Наконец 6 мая его вывели из каземата, повели в белый двухэтажный дом во дворе крепости – там заседала следственная комиссия. И потянулись выяснения, объяснения, показания, допросы. Ему не в чем упрекнуть себя – он держался мужественно, не пытался переложить вину на других в надежде облегчить собственную участь. Скорее наоборот. Некоторые – доходили слухи – не выдерживали, унижались, клеветали на себя и на друзей, пытаясь оправдаться за их счет. Нервы ли сдали? Сломились ли от неожиданно придавившего их серого камня темницы?

Комиссия, назначенная из князя Долгорукого, Дубельта, князя Гагарина, генерала Ростовцева, заседала под председательством коменданта крепости генерала Набокова. Однако Иван Александрович Набоков, совсем недавно принявший на себя обязанности коменданта, а до того – бессменный командир гренадерского корпуса, человек по природе простой, но твердых убеждений, простодушно полагал, что коли посажен в тюрьму, то уже тем самым и виноват и казнь заслужил, и зачем это следствие и комиссии – пустая трата времени, и только. Поэтому дело вели другие.

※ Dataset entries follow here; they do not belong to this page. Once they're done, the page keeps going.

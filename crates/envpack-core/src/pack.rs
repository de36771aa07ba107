//! Top-level pack orchestration.
//!
//! Validation, inventory, walk, policy checks, synthetic entries, and the
//! streaming pipeline, in that order. Everything that can fail by
//! configuration fails before any output path is touched.

use std::fs;
use std::path::{Path, PathBuf};
use std::sync::atomic::AtomicBool;
use std::time::Instant;

use crate::config::{ArchiveFormat, DEFAULT_PARCEL_ROOT, PackConfig};
use crate::error::{PackError, Result};
use crate::inventory::{Inventory, PackageOracle, PrefixMode};
use crate::pipeline::{StreamContext, stream_records};
use crate::prefix::{default_dest_prefix, normalize_prefix};
use crate::reporter::Reporter;
use crate::sink::{ParcelMeta, SinkOptions};
use crate::unpack::{MANIFEST_ARCNAME, RUNNER_ARCNAME, RUNNER_SCRIPT, UnpackEntry, UnpackManifest};
use crate::walker::{FileKind, FileRecord, PrefixAction, SourceKind, walk_environment};

/// Result of a successful pack.
#[derive(Debug, Clone)]
pub struct PackOutcome {
    /// The finalized output path.
    pub output: PathBuf,
    /// Archive members written, directories included.
    pub members: usize,
    /// Uncompressed content bytes streamed.
    pub bytes: u64,
    /// Installed packages covered.
    pub packages: usize,
}

/// Pack the environment described by `config` into a relocatable archive.
///
/// `cancel` is polled between items; setting it aborts the run, removes
/// the partial output, and returns [`PackError::Cancelled`].
///
/// # Errors
///
/// Every fatal condition of the error taxonomy; see [`PackError`].
pub fn pack(
    config: &PackConfig,
    oracle: &dyn PackageOracle,
    reporter: &dyn Reporter,
    cancel: &AtomicBool,
) -> Result<PackOutcome> {
    let started = Instant::now();
    let format = config.validate()?;

    // Identify the environment.
    let prefix = match (&config.prefix, &config.name) {
        (Some(prefix), None) => prefix.clone(),
        (None, Some(name)) => oracle
            .resolve_name(name)
            .ok_or_else(|| PackError::config(format!("no environment named '{name}'")))?,
        (None, None) | (Some(_), Some(_)) => {
            // validate() already rejected prefix+name; this arm also covers
            // the empty case with the actionable message.
            return Err(PackError::config("an environment prefix or name is required"));
        }
    };
    let prefix = normalize_prefix(&prefix)?;
    if !prefix.is_dir() {
        return Err(PackError::config(format!(
            "'{}' is not a directory",
            prefix.display()
        )));
    }
    let prefix_str = prefix
        .to_str()
        .ok_or_else(|| PackError::config("prefix is not valid UTF-8"))?
        .to_string();
    let env_name = prefix
        .file_name()
        .and_then(|n| n.to_str())
        .unwrap_or("environment")
        .to_string();

    reporter.section("Analyzing environment");
    let inventory = Inventory::load(&prefix, oracle, config.ignore_missing_files)?;
    tracing::info!(
        prefix = %prefix.display(),
        packages = inventory.packages().len(),
        %format,
        "packing environment"
    );

    // Parcel identity drives naming, arcroot, and the destination prefix.
    let parcel_meta = (format == ArchiveFormat::Parcel).then(|| ParcelMeta {
        name: config.parcel.name.clone().unwrap_or_else(|| env_name.clone()),
        version: config
            .parcel
            .version
            .clone()
            .unwrap_or_else(|| "1.0".to_string()),
        distribution: config
            .parcel
            .distribution
            .clone()
            .unwrap_or_else(|| "el7".to_string()),
        root: config
            .parcel
            .root
            .clone()
            .unwrap_or_else(|| DEFAULT_PARCEL_ROOT.to_string()),
        packages: inventory
            .packages()
            .iter()
            .map(|p| (p.name.clone(), p.version.clone()))
            .collect(),
    });

    let output = resolve_output(config, format, &env_name, parcel_meta.as_ref());
    prepare_output_path(&output, format, config.force)?;

    let arcroot = match &parcel_meta {
        Some(meta) => Some(PathBuf::from(meta.arcroot())),
        None => config.arcroot.clone(),
    };
    let (dest_prefix, dest_explicit) = match (&parcel_meta, &config.dest_prefix) {
        (Some(meta), _) => (meta.dest_prefix(), true),
        (None, Some(dest)) => (dest.clone(), true),
        (None, None) => (default_dest_prefix(), false),
    };

    let mut records = walk_environment(&prefix, &prefix_str, &inventory, config, format, reporter)?;

    // Length policy: an explicitly requested destination must fit into
    // every binary placeholder, checked before any output exists.
    if dest_explicit {
        for record in &records {
            if let PrefixAction::Binary { placeholder } = &record.prefix_action {
                if dest_prefix.len() > placeholder.len() {
                    return Err(PackError::DestinationPrefixTooLong {
                        dest_len: dest_prefix.len(),
                        placeholder_len: placeholder.len(),
                        path: record.relative_path.clone(),
                    });
                }
            }
        }
    }

    // The deferred-rewrite manifest and its runner ride along as ordinary
    // members so they obey the canonical ordering like everything else.
    let manifest = build_manifest(&records, &prefix_str, &dest_prefix, config.force_cross_prefix);
    insert_synthetic(&mut records, synthetic_dir("bin"));
    insert_synthetic(&mut records, synthetic_dir("conda-meta"));
    insert_synthetic(
        &mut records,
        FileRecord::synthetic(
            PathBuf::from(RUNNER_ARCNAME),
            0o755,
            RUNNER_SCRIPT.as_bytes().to_vec(),
        ),
    );
    insert_synthetic(
        &mut records,
        FileRecord::synthetic(PathBuf::from(MANIFEST_ARCNAME), 0o644, manifest.to_json()?),
    );

    let options = SinkOptions {
        compress_level: config.compress_level,
        reproducible: config.resolve_reproducible(format),
        squashfs_codec: config.squashfs_codec,
        parcel: parcel_meta,
    };
    let mut sink = crate::sink::open(&output, format, &options)?;
    if let Some(root) = &arcroot {
        sink.add_directory(root, 0o755, 0)?;
    }

    reporter.section("Packing");
    let ctx = StreamContext {
        dest_prefix,
        force_cross_prefix: config.force_cross_prefix,
        reproducible: options.reproducible,
        arcroot,
        workers: config.resolve_threads(),
        cancel,
        reporter,
    };
    let stats = stream_records(records, sink, &ctx)?;

    let elapsed = started.elapsed().as_secs_f64();
    reporter.summary(stats.members, stats.bytes, elapsed);
    Ok(PackOutcome {
        output,
        members: stats.members,
        bytes: stats.bytes,
        packages: inventory.packages().len(),
    })
}

/// Pick the output path: explicit, or derived from the environment name.
fn resolve_output(
    config: &PackConfig,
    format: ArchiveFormat,
    env_name: &str,
    parcel: Option<&ParcelMeta>,
) -> PathBuf {
    if let Some(output) = &config.output {
        return output.clone();
    }
    match (format, parcel) {
        (_, Some(meta)) => PathBuf::from(meta.file_name()),
        (ArchiveFormat::NoArchive, None) => PathBuf::from(env_name),
        (format, None) => PathBuf::from(format!("{env_name}.{format}")),
    }
}

/// Enforce the overwrite policy and, under `force`, create missing parent
/// directories and clear a stale directory output.
fn prepare_output_path(output: &Path, format: ArchiveFormat, force: bool) -> Result<()> {
    let exists = output.symlink_metadata().is_ok();
    if exists && !force {
        return Err(PackError::OutputExists {
            path: output.to_path_buf(),
        });
    }
    if force {
        if let Some(parent) = output.parent() {
            if !parent.as_os_str().is_empty() && !parent.exists() {
                fs::create_dir_all(parent)?;
            }
        }
        // File outputs are replaced atomically by the final rename; a
        // directory output has to be cleared up front.
        if exists && format == ArchiveFormat::NoArchive {
            if output.is_dir() {
                fs::remove_dir_all(output)?;
            } else {
                fs::remove_file(output)?;
            }
        }
    }
    Ok(())
}

/// Collect the deferred rewrites: every binary-prefix file, plus text files
/// whose pack-time rewrite was skipped because `force_cross_prefix` made
/// their placeholder ambiguous.
fn build_manifest(
    records: &[FileRecord],
    prefix_str: &str,
    dest_prefix: &str,
    force_cross_prefix: bool,
) -> UnpackManifest {
    let mut files = Vec::new();
    for record in records {
        match &record.prefix_action {
            PrefixAction::Binary { .. } => files.push(UnpackEntry {
                path: record.relative_path.to_string_lossy().into_owned(),
                mode: PrefixMode::Binary,
            }),
            PrefixAction::Text { fallback: Some(_), .. } if force_cross_prefix => {
                files.push(UnpackEntry {
                    path: record.relative_path.to_string_lossy().into_owned(),
                    mode: PrefixMode::Text,
                });
            }
            _ => {}
        }
    }
    UnpackManifest {
        prefix_placeholder: prefix_str.to_string(),
        destination_prefix: dest_prefix.to_string(),
        files,
    }
}

fn synthetic_dir(rel: &str) -> FileRecord {
    FileRecord {
        relative_path: PathBuf::from(rel),
        disk_path: None,
        content: None,
        source_kind: SourceKind::Unmanaged,
        file_kind: FileKind::Directory,
        mode: 0o755,
        mtime: 0,
        size: 0,
        prefix_action: PrefixAction::None,
        link_target: None,
    }
}

/// Insert a synthetic record at its canonical position. An existing member
/// with the same path is replaced (the shipped runner and manifest always
/// win over stray files of the same name).
fn insert_synthetic(records: &mut Vec<FileRecord>, record: FileRecord) {
    match records.binary_search_by(|r| r.relative_path.cmp(&record.relative_path)) {
        Ok(pos) => {
            if record.file_kind == FileKind::Directory {
                // The directory already exists; keep the walked entry.
                return;
            }
            records[pos] = record;
        }
        Err(pos) => records.insert(pos, record),
    }
}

Ростовцев – любимец царя, начальник штаба управления военно-учебных заведений – человек по-своему замечательный: в молодости – активный член Северного декабристского общества, за два дня до 14 декабря донесший Николаю I о готовящемся восстании, сразу же предложил Достоевскому выложить все начистоту. Достоевский отвечал уклончиво. Яков Иванович морщился, вытирал платком потную лысину, пытался подсказывать ответы, наконец не выдержал: «Не могу поверить, чтобы человек, написавший “Бедных людей", был заодно с этими порочными людьми. Нет, нет, это невозможно. Вы мало замешаны, и я уполномочен от имени самого Государя объявить вам прощение, если вы захотите рассказать все дело». Достоевский молчал. Тогда Леонтий Васильевич, наклонясь к Ростовцеву, с улыбкой процедил: «Я ведь вам говорил…» На что тот обиженно закричал: «Не могу больше видеть Достоевского», – и ушел в другую комнату, бормоча под нос: «Умный, независимый, хитрый, упрямый…»

Его обвинили в преступном вольнодумстве, приведшем к противозаконным поползновениям, предосудительным в отношении государя и отечества…

– Я не боюсь улики, – заявил Достоевский, – ибо никакой донос в свете не отнимет у меня и не прибавит мне ничего; никакой донос не заставит меня быть другим, чем я есть на самом деле. В том ли проявилось мое вольнодумство, что я говорил вслух о таких предметах, о которых другие считают долгом молчать? Но меня всегда оскорбляла эта боязнь слова, скорее способная быть обидой правительству, чем ему приятною… Если желать лучшего Отечеству – вольнодумство, то в этом смысле, может быть, я вольнодумец, в этом же смысле, в котором может быть назван вольнодумцем и каждый человек, который в глубине сердца своего чувствует себя вправе быть гражданином… Мне грустно было, что звание писателя унижено в наше время каким-то темным подозрением и что на писателя уже заранее, прежде чем он написал что-нибудь, цензура смотрит как будто на какого-то естественного врага правительству и принимается разбирать рукопись уже с очевидным предубеждением…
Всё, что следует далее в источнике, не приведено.